◆ EXERCISE DETAILS: The response must restate the data exactly, with nothing left out.

◆ DATA UNDER STUDY:

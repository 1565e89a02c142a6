// src/logging.rs
//
// Timestamped logging to stderr, optionally mirrored to an append-only log file.

use std::path::Path;
use std::sync::Mutex;

use crate::error::MonitorError;

/// Mirror target for `tlog!`. `None` means stderr only.
pub(crate) static LOG_FILE: Mutex<Option<std::fs::File>> = Mutex::new(None);

/// Start mirroring log output to `path`, creating parent directories as needed.
pub fn init_file_logging(path: &Path) -> Result<(), MonitorError> {
    if let Some(dir) = path.parent().filter(|d| !d.as_os_str().is_empty()) {
        std::fs::create_dir_all(dir).map_err(|e| {
            MonitorError::config(format!("Failed to create log dir {}: {}", dir.display(), e))
        })?;
    }

    let file = std::fs::OpenOptions::new()
        .create(true)
        .append(true)
        .open(path)
        .map_err(|e| MonitorError::config(format!("Failed to open log file {}: {}", path.display(), e)))?;

    if let Ok(mut guard) = LOG_FILE.lock() {
        *guard = Some(file);
    }

    // Announced on stderr only; the file starts with the next tlog! line
    eprintln!(
        "{} [logging] File logging started: {}",
        timestamp(),
        path.display()
    );

    Ok(())
}

/// Close the mirror file, if one is open.
pub fn stop_file_logging() {
    if let Ok(mut guard) = LOG_FILE.lock() {
        if guard.is_some() {
            *guard = None;
            eprintln!("{} [logging] File logging stopped", timestamp());
        }
    }
}

/// Local wall-clock time as `HH:MM:SS.mmm`.
pub(crate) fn timestamp() -> String {
    chrono::Local::now().format("%H:%M:%S%.3f").to_string()
}

/// `eprintln!` with a local `HH:MM:SS.mmm` prefix, mirrored to the log file
/// while file logging is active.
macro_rules! tlog {
    ($($arg:tt)*) => {{
        use std::io::Write as _;
        let msg = format!("{} {}", $crate::logging::timestamp(), format_args!($($arg)*));
        eprintln!("{}", msg);
        if let Ok(mut guard) = $crate::logging::LOG_FILE.lock() {
            if let Some(ref mut f) = *guard {
                let _ = writeln!(f, "{}", msg);
            }
        }
    }};
}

◆ SOLVED PROBLEM:
repository 1565e89a02c142a6
// src/logging.rs
//
// Timestamped logging to stderr, optionally mirrored to an append-only log file.

use std::path::Path;
use std::sync::Mutex;

use crate::error::MonitorError;

/// Mirror target for `tlog!`. `None` means stderr only.
pub(crate) static LOG_FILE: Mutex<Option<std::fs::File>> = Mutex::new(None);

/// Start mirroring log output to `path`, creating parent directories as needed.
pub fn init_file_logging(path: &Path) -> Result<(), MonitorError> {
    if let Some(dir) = path.parent().filter(|d| !d.as_os_str().is_empty()) {
        std::fs::create_dir_all(dir).map_err(|e| {
            MonitorError::config(format!("Failed to create log dir {}: {}", dir.display(), e))
        })?;
    }

    let file = std::fs::OpenOptions::new()
        .create(true)
        .append(true)
        .open(path)
        .map_err(|e| MonitorError::config(format!("Failed to open log file {}: {}", path.display(), e)))?;

    if let Ok(mut guard) = LOG_FILE.lock() {
        *guard = Some(file);
    }

    // Announced on stderr only; the file starts with the next tlog! line
    eprintln!(
        "{} [logging] File logging started: {}",
        timestamp(),
        path.display()
    );

    Ok(())
}

/// Close the mirror file, if one is open.
pub fn stop_file_logging() {
    if let Ok(mut guard) = LOG_FILE.lock() {
        if guard.is_some() {
            *guard = None;
            eprintln!("{} [logging] File logging stopped", timestamp());
        }
    }
}

/// Local wall-clock time as `HH:MM:SS.mmm`.
pub(crate) fn timestamp() -> String {
    chrono::Local::now().format("%H:%M:%S%.3f").to_string()
}

/// `eprintln!` with a local `HH:MM:SS.mmm` prefix, mirrored to the log file
/// while file logging is active.
macro_rules! tlog {
    ($($arg:tt)*) => {{
        use std::io::Write as _;
        let msg = format!("{} {}", $crate::logging::timestamp(), format_args!($($arg)*));
        eprintln!("{}", msg);
        if let Ok(mut guard) = $crate::logging::LOG_FILE.lock() {
            if let Some(ref mut f) = *guard {
                let _ = writeln!(f, "{}", msg);
            }
        }
    }};
}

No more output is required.